» Your objective: Provide the number of lines below containing the word "axum", without any other words.

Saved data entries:
Content starts

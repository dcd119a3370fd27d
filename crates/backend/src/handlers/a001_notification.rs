use axum::extract::{Query, State};
use axum::http::StatusCode;
use axum::response::Html;
use axum::Json;
use contracts::domain::a001_notification::aggregate::{Notification, NotificationDto};
use contracts::domain::a001_notification::query::NotificationQuery;

use crate::domain::a001_notification::{service, view};
use crate::shared::app_state::AppState;
use crate::shared::error::AppError;

/// GET /notifications?isAction=true|false
pub async fn page(
    State(state): State<AppState>,
    Query(query): Query<NotificationQuery>,
) -> Result<Html<String>, AppError> {
    let (filter, notifications) = service::list(&state.notifications, &query).await?;
    Ok(Html(view::render_page(filter, &notifications)))
}

/// GET /api/notifications?isAction=true|false
pub async fn list(
    State(state): State<AppState>,
    Query(query): Query<NotificationQuery>,
) -> Result<Json<Vec<Notification>>, AppError> {
    let (_, notifications) = service::list(&state.notifications, &query).await?;
    Ok(Json(notifications))
}

/// POST /api/notifications
pub async fn create(
    State(state): State<AppState>,
    Json(dto): Json<NotificationDto>,
) -> Result<(StatusCode, Json<Notification>), AppError> {
    let notification = service::create(&state.notifications, dto).await?;
    Ok((StatusCode::CREATED, Json(notification)))
}
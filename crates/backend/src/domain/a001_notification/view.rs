//! HTML of the notification page.
//!
//! The browser controller re-requests this same page with another `isAction`
//! and picks the `notification-item` nodes out of it, so items must stay
//! self-contained.

use contracts::domain::a001_notification::aggregate::Notification;
use contracts::domain::a001_notification::query::NotificationFilter;
use contracts::shared::dom_contract::{
    ACTIVE_CLASS, IS_ACTION_ATTRIBUTE, NOTIFICATION_ITEM_CLASS, NOTIFICATION_LIST_CLASS,
    TAB_CLASS,
};

pub fn render_page(filter: NotificationFilter, notifications: &[Notification]) -> String {
    let tabs: String = NotificationFilter::all()
        .iter()
        .map(|tab| render_tab(*tab, *tab == filter))
        .collect();
    let items: String = notifications.iter().map(render_item).collect();

    PAGE_HTML
        .replace("{{TABS}}", &tabs)
        .replace("{{LIST_CLASS}}", NOTIFICATION_LIST_CLASS)
        .replace("{{ITEMS}}", &items)
}

fn tab_label(filter: NotificationFilter) -> &'static str {
    match filter {
        NotificationFilter::Action => "やることリスト",
        NotificationFilter::Info => "お知らせ",
    }
}

fn render_tab(filter: NotificationFilter, active: bool) -> String {
    let class = if active {
        format!("{} {}", TAB_CLASS, ACTIVE_CLASS)
    } else {
        TAB_CLASS.to_string()
    };
    format!(
        r#"<li class="{}" {}="{}">{}</li>"#,
        class,
        IS_ACTION_ATTRIBUTE,
        filter.kind().query_value(),
        tab_label(filter)
    )
}

fn render_item(notification: &Notification) -> String {
    format!(
        r#"<li class="{class}" data-id="{id}"><p class="{class}__product">{product}</p><p class="{class}__message">{message}</p><time datetime="{datetime}">{date}</time></li>"#,
        class = NOTIFICATION_ITEM_CLASS,
        id = notification.id.value(),
        product = ammonia::clean_text(&notification.product_name),
        message = ammonia::clean_text(&notification.message),
        datetime = notification.created_at.to_rfc3339(),
        date = notification.created_at.format("%Y/%m/%d %H:%M"),
    )
}

const PAGE_HTML: &str = r#"<!DOCTYPE html>
<html lang="ja">
<head>
  <meta charset="UTF-8" />
  <meta name="viewport" content="width=device-width, initial-scale=1.0" />
  <title>通知</title>
  <style>
    .tab-list { display: flex; gap: 0; list-style: none; padding: 0; margin: 0 0 16px; }
    .tab { flex: 1; padding: 12px; text-align: center; cursor: pointer; border-bottom: 2px solid #ddd; }
    .tab.active { border-bottom-color: #e94b3c; font-weight: 600; }
    .notification-list { list-style: none; padding: 0; margin: 0; }
    .notification-item { padding: 12px 8px; border-bottom: 1px solid #eee; }
    .notification-item__product { margin: 0; font-weight: 600; }
    .notification-item__message { margin: 4px 0; }
    .notification-item time { color: #888; font-size: 12px; }
  </style>
</head>
<body>
  <main>
    <h1>通知</h1>
    <ul class="tab-list">{{TABS}}</ul>
    <ul class="{{LIST_CLASS}}">{{ITEMS}}</ul>
  </main>
  <script type="module">
    import init from "/pkg/frontend.js";
    init();
  </script>
</body>
</html>
"#;
pub mod domain;
pub mod handlers;
pub mod routes;
pub mod shared;
pub mod system;

#[tokio::main]
async fn main() -> anyhow::Result<()> {
    use axum::http::{header, Method};
    use axum::middleware;
    use tokio::net::TcpListener;
    use tower_http::cors::{Any, CorsLayer};
    use tower_http::services::ServeDir;

    use crate::domain::a001_notification::{repository::NotificationStore, service};
    use crate::shared::app_state::AppState;

    system::tracing::initialize()?;

    // Loads config.toml next to the executable, or the embedded default
    let config = shared::config::load_config()?;

    let state = AppState::new(NotificationStore::new(service::seed_notifications(
        &config.notifications,
    )));
    tracing::info!(
        "Loaded {} notifications from configuration",
        state.notifications.count().await
    );

    let pkg_dir = shared::config::get_pkg_dir(&config);
    tracing::info!("Serving wasm bundle from {}", pkg_dir.display());

    let cors = CorsLayer::new()
        .allow_origin(Any)
        .allow_methods([Method::GET, Method::POST, Method::OPTIONS])
        .allow_headers([header::CONTENT_TYPE, header::ACCEPT]);

    let app = routes::configure_routes(state)
        .nest_service("/pkg", ServeDir::new(pkg_dir))
        .layer(middleware::from_fn(
            system::middleware::request_logger::request_logger,
        ))
        .layer(cors);

    let addr = config.server.socket_addr()?;

    tracing::info!("Attempting to bind server to http://{}", addr);
    let listener = match TcpListener::bind(addr).await {
        Ok(listener) => {
            tracing::info!("Server successfully bound to {}", addr);
            listener
        }
        Err(e) => {
            if e.kind() == std::io::ErrorKind::AddrInUse {
                tracing::error!(
                    "Error: Port {} is already in use. Please ensure no other process is using this port.",
                    addr.port()
                );
            } else {
                tracing::error!("Failed to bind to {}. Error: {}", addr, e);
            }
            return Err(e.into());
        }
    };

    axum::serve(listener, app).await?;

    Ok(())
}
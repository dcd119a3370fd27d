use std::env;
use std::fs;
use std::path::Path;

/// Copies the workspace `config.toml` next to the backend binary, where
/// `shared::config::load_config` looks for it.
fn main() {
    println!("cargo:rerun-if-changed=../../config.toml");

    let out_dir = env::var("OUT_DIR").unwrap();
    let profile = env::var("PROFILE").unwrap(); // "debug" or "release"

    // OUT_DIR is typically target/<profile>/build/backend-xxx/out
    let Some(target_dir) = Path::new(&out_dir)
        .ancestors()
        .find(|p| p.ends_with(&profile))
    else {
        println!("cargo:warning=target profile directory not found, skipping config copy");
        return;
    };

    let source_config = Path::new(env!("CARGO_MANIFEST_DIR")).join("../../config.toml");
    if !source_config.exists() {
        println!("cargo:warning=config.toml not found, the embedded default will be used");
        return;
    }

    let dest_config = target_dir.join("config.toml");
    fs::copy(&source_config, &dest_config)
        .unwrap_or_else(|e| panic!("Failed to copy config.toml: {}", e));
}
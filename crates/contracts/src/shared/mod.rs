pub mod dom_contract;
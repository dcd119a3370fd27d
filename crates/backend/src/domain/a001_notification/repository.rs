use std::sync::Arc;

use contracts::domain::a001_notification::aggregate::{
    Notification, NotificationId, NotificationKind,
};
use tokio::sync::RwLock;

/// In-memory notification storage
#[derive(Clone, Default)]
pub struct NotificationStore {
    items: Arc<RwLock<Vec<Notification>>>,
}

impl NotificationStore {
    pub fn new(items: Vec<Notification>) -> Self {
        Self {
            items: Arc::new(RwLock::new(items)),
        }
    }

    /// Notifications of one kind, newest first
    pub async fn list_by_kind(&self, kind: NotificationKind) -> Vec<Notification> {
        let items = self.items.read().await;
        let mut result: Vec<Notification> = items
            .iter()
            .filter(|n| n.kind == kind)
            .cloned()
            .collect();
        result.sort_by(|a, b| b.created_at.cmp(&a.created_at));
        result
    }

    pub async fn insert(&self, notification: Notification) -> NotificationId {
        let id = notification.id;
        self.items.write().await.push(notification);
        id
    }

    pub async fn count(&self) -> usize {
        self.items.read().await.len()
    }
}
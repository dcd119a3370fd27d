pub mod middleware;
pub mod tracing;
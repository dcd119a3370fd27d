use crate::domain::a001_notification::repository::NotificationStore;

/// Shared state of the HTTP handlers
#[derive(Clone, Default)]
pub struct AppState {
    pub notifications: NotificationStore,
}

impl AppState {
    pub fn new(notifications: NotificationStore) -> Self {
        Self { notifications }
    }
}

Content ends

» Exercise result: 7